### WORK REQUIRED:
The lines needed are those below that contain the word "NaiveDate"; copy each one.

╭─ EXTRACTED RECORDS

use std::collections::{BTreeMap, BTreeSet};

use rust_decimal::Decimal;
use tracing::debug;

use super::{AllocationSlice, HoldingValuation, MissingRate, OriginalCurrencyView, PortfolioValuation};
use crate::fx::{convert, Conversion, RateTable};
use crate::holdings::Holding;
use crate::market_data::ResolvedPrice;
use crate::models::{AssetType, Currency, Known, Symbol};

const HUNDRED: Decimal = Decimal::ONE_HUNDRED;

/// Percentage of `part` over `base`; zero when `base` is zero.
pub fn percent_of(part: Decimal, base: Decimal) -> Decimal {
    if base.is_zero() {
        Decimal::ZERO
    } else {
        part / base * HUNDRED
    }
}

/// Collects conversions made during one valuation and the pairs that had no rate.
struct Converter<'a> {
    rates: &'a RateTable,
    missing: BTreeSet<MissingRate>,
}

impl<'a> Converter<'a> {
    fn new(rates: &'a RateTable) -> Self {
        Self {
            rates,
            missing: BTreeSet::new(),
        }
    }

    fn convert(&mut self, amount: Decimal, from: &Currency, to: &Currency) -> Conversion {
        let conversion = convert(amount, from, to, self.rates);
        if conversion.is_missing_rate() {
            self.missing.insert(MissingRate {
                from: from.clone(),
                to: to.clone(),
            });
        }
        conversion
    }
}

/// Value `holdings` at `prices` in `display_currency`.
///
/// Holdings without a price keep their cost basis in the totals but are
/// left out of value, gain/loss and allocation.
pub fn value(
    holdings: &[Holding],
    prices: &BTreeMap<Symbol, ResolvedPrice>,
    rates: &RateTable,
    display_currency: &Currency,
) -> PortfolioValuation {
    let mut converter = Converter::new(rates);
    let valued: Vec<HoldingValuation> = holdings
        .iter()
        .map(|holding| value_holding(holding, prices.get(&holding.symbol), display_currency, &mut converter))
        .collect();

    let mut total_value = Decimal::ZERO;
    let mut total_cost_basis = Decimal::ZERO;
    let mut valued_cost_basis = Decimal::ZERO;
    let mut by_type: BTreeMap<AssetType, Decimal> = BTreeMap::new();
    let mut unpriced = Vec::new();

    for h in &valued {
        total_cost_basis += h.cost_basis;
        match h.current_value {
            Known::Known(v) => {
                total_value += v;
                valued_cost_basis += h.cost_basis;
                *by_type.entry(h.asset_type).or_default() += v;
            }
            Known::Unknown => unpriced.push(h.symbol.clone()),
        }
    }

    let total_gain_loss = total_value - valued_cost_basis;
    debug!(
        holdings = valued.len(),
        unpriced = unpriced.len(),
        missing_rates = converter.missing.len(),
        total_value = %total_value,
        "portfolio valued"
    );

    PortfolioValuation {
        currency: display_currency.clone(),
        holdings: valued,
        total_value,
        total_cost_basis,
        valued_cost_basis,
        total_gain_loss,
        total_gain_loss_pct: percent_of(total_gain_loss, valued_cost_basis),
        allocation: allocation(by_type, total_value),
        unpriced,
        missing_rates: converter.missing.into_iter().collect(),
    }
}

fn value_holding(
    holding: &Holding,
    price: Option<&ResolvedPrice>,
    display: &Currency,
    converter: &mut Converter<'_>,
) -> HoldingValuation {
    let mut consistent = true;

    let mut cost_basis = Decimal::ZERO;
    for lot in &holding.lots {
        let c = converter.convert(lot.cost(), &lot.currency, display);
        consistent &= !c.is_missing_rate();
        cost_basis += c.amount;
    }

    let quote = price.and_then(ResolvedPrice::quote);
    let current_value: Known<Decimal> = match quote {
        Some(q) => {
            let c = converter.convert(holding.total_quantity * q.price, &q.currency, display);
            consistent &= !c.is_missing_rate();
            Known::Known(c.amount)
        }
        None => Known::Unknown,
    };
    let gain_loss = current_value.map(|v| v - cost_basis);
    let gain_loss_pct = gain_loss.map(|g| percent_of(g, cost_basis));

    // A missing rate leaves this value unknown and is not recorded in `missing_rates`.
    let original = holding.single_currency().map(|cc| {
        let value = quote.and_then(|q| {
            let raw = holding.total_quantity * q.price;
            if q.currency == cc.currency {
                Some(raw)
            } else {
                converter.rates.rate(&q.currency, &cc.currency).map(|rate| raw * rate)
            }
        });
        let value = Known::from(value);
        OriginalCurrencyView {
            currency: cc.currency.clone(),
            average_cost: cc.average_cost,
            cost_basis: cc.cost,
            current_value: value,
            gain_loss: value.map(|v| v - cc.cost),
        }
    });

    HoldingValuation {
        symbol: holding.symbol.clone(),
        asset_type: holding.asset_type,
        quantity: holding.display_quantity(),
        average_cost: holding.average_cost(),
        average_cost_currency: holding.primary_currency.clone(),
        mixed_currency: holding.mixed_currency,
        lot_count: holding.lots.len(),
        price: price.map(ResolvedPrice::price).unwrap_or_default(),
        price_currency: quote.map(|q| q.currency.clone()),
        price_source: price.and_then(ResolvedPrice::display_source),
        provenance: price.and_then(ResolvedPrice::provenance),
        change_24h_pct: quote.and_then(|q| q.change_24h_pct),
        current_value,
        cost_basis,
        gain_loss,
        gain_loss_pct,
        currency_consistent: consistent,
        original,
    }
}

/// Value-weighted allocation; percentages add up to exactly 100.
fn allocation(by_type: BTreeMap<AssetType, Decimal>, total: Decimal) -> Vec<AllocationSlice> {
    if total <= Decimal::ZERO {
        return Vec::new();
    }

    let mut slices: Vec<AllocationSlice> = by_type
        .into_iter()
        .map(|(asset_type, value)| AllocationSlice {
            asset_type,
            value,
            percent: percent_of(value, total),
        })
        .collect();

    // Division leaves a rounding residue; the largest slice absorbs it.
    let sum: Decimal = slices.iter().map(|s| s.percent).sum();
    if let Some(largest) = slices.iter_mut().max_by(|a, b| a.value.cmp(&b.value)) {
        largest.percent += HUNDRED - sum;
    }
    slices
}

#[cfg(test)]
mod tests {
    use super::*;
    use crate::fx::ExchangeRate;
    use crate::holdings::{aggregate, LotFilter};
    use crate::market_data::{PriceQuote, Provenance};
    use crate::models::{AssetDefinition, Id, Lot, NewLot};
    use chrono::{NaiveDate, TimeZone, Utc};
    use rust_decimal_macros::dec;

    fn lot(def: &AssetDefinition, qty: Decimal, price: Decimal, currency: &str) -> Lot {
        Lot::create(
            Id::from("u1"),
            NewLot {
                symbol: def.symbol.clone(),
                quantity: qty,
                purchase_price: price,
                currency: currency.to_string(),
                purchase_date: NaiveDate::from_ymd_opt(2024, 1, 1).unwrap(),
                platform: String::new(),
                notes: None,
            },
            def,
            Utc.with_ymd_and_hms(2024, 1, 1, 0, 0, 0).unwrap(),
        )
        .unwrap()
    }

    fn quoted(symbol: &str, price: Decimal) -> (Symbol, ResolvedPrice) {
        (
            Symbol::new(symbol),
            ResolvedPrice::Quoted {
                quote: PriceQuote {
                    symbol: Symbol::new(symbol),
                    price,
                    currency: Currency::usd(),
                    change_24h_pct: None,
                    source: "test".to_string(),
                    fetched_at: Utc.with_ymd_and_hms(2025, 1, 10, 12, 0, 0).unwrap(),
                },
                provenance: Provenance::Primary,
            },
        )
    }

    fn eur() -> Currency {
        Currency::parse("EUR").unwrap()
    }

    fn eur_usd(rate: Decimal) -> RateTable {
        let mut rates = RateTable::new();
        rates
            .insert(ExchangeRate::new(eur(), Currency::usd(), rate, "static"))
            .unwrap();
        rates
    }

    #[test]
    fn values_single_currency_equity() {
        let aapl = AssetDefinition::stock("AAPL", "Apple");
        let lots = vec![
            lot(&aapl, dec!(10), dec!(150), "USD"),
            lot(&aapl, dec!(5), dec!(180), "USD"),
        ];
        let holdings = aggregate(&lots, &LotFilter::default()).unwrap();
        let prices = BTreeMap::from([quoted("AAPL", dec!(200))]);

        let v = value(&holdings, &prices, &RateTable::new(), &Currency::usd());
        let h = &v.holdings[0];

        assert_eq!(h.average_cost, dec!(160));
        assert_eq!(h.current_value, Known::Known(dec!(3000)));
        assert_eq!(h.cost_basis, dec!(2400));
        assert_eq!(h.gain_loss, Known::Known(dec!(600)));
        assert_eq!(h.gain_loss_pct, Known::Known(dec!(25)));
        assert!(h.currency_consistent);
        assert_eq!(v.total_gain_loss_pct, dec!(25));
        assert_eq!(v.allocation.len(), 1);
        assert_eq!(v.allocation[0].percent, dec!(100));
    }

    #[test]
    fn converts_foreign_cost_basis_to_display_currency() {
        let btc = AssetDefinition::crypto("BTC", "Bitcoin");
        let lots = vec![lot(&btc, dec!(0.5), dec!(40000), "EUR")];
        let holdings = aggregate(&lots, &LotFilter::default()).unwrap();
        let prices = BTreeMap::from([quoted("BTC", dec!(60000))]);

        let v = value(&holdings, &prices, &eur_usd(dec!(1.08)), &Currency::usd());
        let h = &v.holdings[0];

        assert_eq!(h.cost_basis, dec!(21600));
        assert_eq!(h.current_value, Known::Known(dec!(30000)));
        assert_eq!(h.gain_loss, Known::Known(dec!(8400)));
        assert_eq!(h.gain_loss_pct.map(|p| p.round_dp(2)), Known::Known(dec!(38.89)));
        assert!(h.currency_consistent);

        // The EUR view has no USD->EUR rate, so its value is unknown and
        // nothing is flagged against the USD figures.
        let original = h.original.as_ref().unwrap();
        assert_eq!(original.currency, eur());
        assert_eq!(original.cost_basis, dec!(20000));
        assert_eq!(original.current_value, Known::Unknown);
        assert_eq!(original.gain_loss, Known::Unknown);
        assert!(v.missing_rates.is_empty());
    }

    #[test]
    fn original_view_converts_when_rate_exists() {
        let btc = AssetDefinition::crypto("BTC", "Bitcoin");
        let lots = vec![lot(&btc, dec!(0.5), dec!(40000), "EUR")];
        let holdings = aggregate(&lots, &LotFilter::default()).unwrap();
        let prices = BTreeMap::from([quoted("BTC", dec!(60000))]);
        let mut rates = eur_usd(dec!(1.08));
        rates
            .insert(ExchangeRate::new(Currency::usd(), eur(), dec!(0.9), "static"))
            .unwrap();

        let v = value(&holdings, &prices, &rates, &Currency::usd());
        let original = v.holdings[0].original.as_ref().unwrap();

        assert_eq!(original.current_value, Known::Known(dec!(27000)));
        assert_eq!(original.gain_loss, Known::Known(dec!(7000)));
        assert!(v.missing_rates.is_empty());
    }

    #[test]
    fn cost_basis_is_converted_lot_by_lot() {
        let vti = AssetDefinition::etf("VTI", "Vanguard Total Market");
        let lots = vec![
            lot(&vti, dec!(10), dec!(100), "USD"),
            lot(&vti, dec!(10), dec!(100), "EUR"),
            lot(&vti, dec!(5), dec!(100), "USD"),
        ];
        let holdings = aggregate(&lots, &LotFilter::default()).unwrap();
        let prices = BTreeMap::from([quoted("VTI", dec!(120))]);

        let v = value(&holdings, &prices, &eur_usd(dec!(1.10)), &Currency::usd());
        let h = &v.holdings[0];

        // 1000 + 1000 * 1.10 + 500; converting the summed 2500 would give 2750.
        assert_eq!(h.cost_basis, dec!(2600));
        assert_ne!(h.cost_basis, dec!(2500) * dec!(1.10));
        assert!(h.mixed_currency);
        assert!(h.original.is_none());
        assert_eq!(h.average_cost_currency, Currency::usd());
    }

    #[test]
    fn unpriced_holdings_do_not_count_as_losses() {
        let aapl = AssetDefinition::stock("AAPL", "Apple");
        let gold = AssetDefinition::custom("GOLDBAR", "Gold bar", 2);
        let lots = vec![
            lot(&aapl, dec!(10), dec!(100), "USD"),
            lot(&gold, dec!(1), dec!(5000), "USD"),
        ];
        let holdings = aggregate(&lots, &LotFilter::default()).unwrap();
        let mut prices = BTreeMap::from([quoted("AAPL", dec!(110))]);
        prices.insert(Symbol::new("GOLDBAR"), ResolvedPrice::Unavailable);

        let v = value(&holdings, &prices, &RateTable::new(), &Currency::usd());

        assert_eq!(v.total_value, dec!(1100));
        assert_eq!(v.total_cost_basis, dec!(6000));
        assert_eq!(v.valued_cost_basis, dec!(1000));
        assert_eq!(v.total_gain_loss, dec!(100));
        assert_eq!(v.total_gain_loss_pct, dec!(10));
        assert_eq!(v.unpriced, vec![Symbol::new("GOLDBAR")]);

        let gold = v.holding(&Symbol::new("GOLDBAR")).unwrap();
        assert_eq!(gold.current_value, Known::Unknown);
        assert_eq!(gold.gain_loss_pct, Known::Unknown);
        assert_eq!(gold.price, Known::Unknown);
    }

    #[test]
    fn zero_cost_basis_reports_zero_percent() {
        let btc = AssetDefinition::crypto("BTC", "Bitcoin");
        let lots = vec![lot(&btc, dec!(1), dec!(0), "USD")];
        let holdings = aggregate(&lots, &LotFilter::default()).unwrap();
        let prices = BTreeMap::from([quoted("BTC", dec!(100))]);

        let v = value(&holdings, &prices, &RateTable::new(), &Currency::usd());
        assert_eq!(v.holdings[0].gain_loss, Known::Known(dec!(100)));
        assert_eq!(v.holdings[0].gain_loss_pct, Known::Known(Decimal::ZERO));
    }

    #[test]
    fn allocation_sums_to_one_hundred() {
        let a = AssetDefinition::stock("A", "A");
        let b = AssetDefinition::crypto("B", "B");
        let c = AssetDefinition::etf("C", "C");
        let lots = vec![
            lot(&a, dec!(1), dec!(1), "USD"),
            lot(&b, dec!(1), dec!(1), "USD"),
            lot(&c, dec!(1), dec!(1), "USD"),
        ];
        let holdings = aggregate(&lots, &LotFilter::default()).unwrap();
        let prices = BTreeMap::from([
            quoted("A", dec!(1)),
            quoted("B", dec!(1)),
            quoted("C", dec!(1)),
        ]);

        let v = value(&holdings, &prices, &RateTable::new(), &Currency::usd());
        let sum: Decimal = v.allocation.iter().map(|s| s.percent).sum();
        assert_eq!(v.allocation.len(), 3);
        assert_eq!(sum, dec!(100));
    }
}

╰─

### TASK RESULT:
    use chrono::{NaiveDate, TimeZone, Utc};
                purchase_date: NaiveDate::from_ymd_opt(2024, 1, 1).unwrap(),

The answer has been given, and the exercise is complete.